● **INSTRUCTIONS FOR THE TASK**: Every entry below should be printed again exactly as it reads.

● **SOURCE MATERIAL**:
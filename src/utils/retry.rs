use std::sync::atomic::{AtomicU32, Ordering};
use std::time::Duration;

use backoff::{Error as BackoffError, ExponentialBackoff};
use tracing::warn;

use crate::error::SwapError;

/// Retry policy configuration
///
/// Applied only at the quote and broadcast boundaries; every other stage
/// surfaces its error on the first failure.
#[derive(Debug, Clone)]
pub struct RetryPolicy {
    /// Retries after the initial attempt
    pub max_retries: u32,
    pub initial_interval: Duration,
    pub max_interval: Duration,
    pub multiplier: f64,
}

impl Default for RetryPolicy {
    fn default() -> Self {
        Self {
            max_retries: 2,
            initial_interval: Duration::from_millis(100),
            max_interval: Duration::from_secs(10),
            multiplier: 2.0,
        }
    }
}

impl RetryPolicy {
    pub fn new(max_retries: u32) -> Self {
        Self {
            max_retries,
            ..Default::default()
        }
    }

    pub fn to_exponential_backoff(&self) -> ExponentialBackoff {
        ExponentialBackoff {
            initial_interval: self.initial_interval,
            max_interval: self.max_interval,
            multiplier: self.multiplier,
            max_elapsed_time: Some(Duration::from_secs(30)),
            ..Default::default()
        }
    }

    /// Retry an async operation with exponential backoff, honoring the
    /// error classification: only `SwapError::retryable()` failures are
    /// retried, everything else is returned immediately.
    pub async fn retry_classified<F, Fut, T>(&self, mut operation: F) -> Result<T, SwapError>
    where
        F: FnMut() -> Fut,
        Fut: std::future::Future<Output = Result<T, SwapError>>,
    {
        let backoff = self.to_exponential_backoff();
        // Atomic rather than Cell so the returned future stays Send and
        // callers can tokio::spawn it
        let attempts = AtomicU32::new(0);
        let max_retries = self.max_retries;

        backoff::future::retry(backoff, || {
            let attempt = attempts.fetch_add(1, Ordering::SeqCst) + 1;
            let fut = operation();
            async move {
                match fut.await {
                    Ok(value) => Ok(value),
                    Err(e) if e.retryable() && attempt <= max_retries => {
                        warn!(attempt, "operation failed, will retry: {}", e);
                        Err(BackoffError::transient(e))
                    }
                    Err(e) => Err(BackoffError::permanent(e)),
                }
            }
        })
        .await
    }
}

● **EXERCISE RESPONSE**:
filename src/utils/retry.rs
use std::sync::atomic::{AtomicU32, Ordering};
use std::time::Duration;

use backoff::{Error as BackoffError, ExponentialBackoff};
use tracing::warn;

use crate::error::SwapError;

/// Retry policy configuration
///
/// Applied only at the quote and broadcast boundaries; every other stage
/// surfaces its error on the first failure.
#[derive(Debug, Clone)]
pub struct RetryPolicy {
    /// Retries after the initial attempt
    pub max_retries: u32,
    pub initial_interval: Duration,
    pub max_interval: Duration,
    pub multiplier: f64,
}

impl Default for RetryPolicy {
    fn default() -> Self {
        Self {
            max_retries: 2,
            initial_interval: Duration::from_millis(100),
            max_interval: Duration::from_secs(10),
            multiplier: 2.0,
        }
    }
}

impl RetryPolicy {
    pub fn new(max_retries: u32) -> Self {
        Self {
            max_retries,
            ..Default::default()
        }
    }

    pub fn to_exponential_backoff(&self) -> ExponentialBackoff {
        ExponentialBackoff {
            initial_interval: self.initial_interval,
            max_interval: self.max_interval,
            multiplier: self.multiplier,
            max_elapsed_time: Some(Duration::from_secs(30)),
            ..Default::default()
        }
    }

    /// Retry an async operation with exponential backoff, honoring the
    /// error classification: only `SwapError::retryable()` failures are
    /// retried, everything else is returned immediately.
    pub async fn retry_classified<F, Fut, T>(&self, mut operation: F) -> Result<T, SwapError>
    where
        F: FnMut() -> Fut,
        Fut: std::future::Future<Output = Result<T, SwapError>>,
    {
        let backoff = self.to_exponential_backoff();
        // Atomic rather than Cell so the returned future stays Send and
        // callers can tokio::spawn it
        let attempts = AtomicU32::new(0);
        let max_retries = self.max_retries;

        backoff::future::retry(backoff, || {
            let attempt = attempts.fetch_add(1, Ordering::SeqCst) + 1;
            let fut = operation();
            async move {
                match fut.await {
                    Ok(value) => Ok(value),
                    Err(e) if e.retryable() && attempt <= max_retries => {
                        warn!(attempt, "operation failed, will retry: {}", e);
                        Err(BackoffError::transient(e))
                    }
                    Err(e) => Err(BackoffError::permanent(e)),
                }
            }
        })
        .await
    }
}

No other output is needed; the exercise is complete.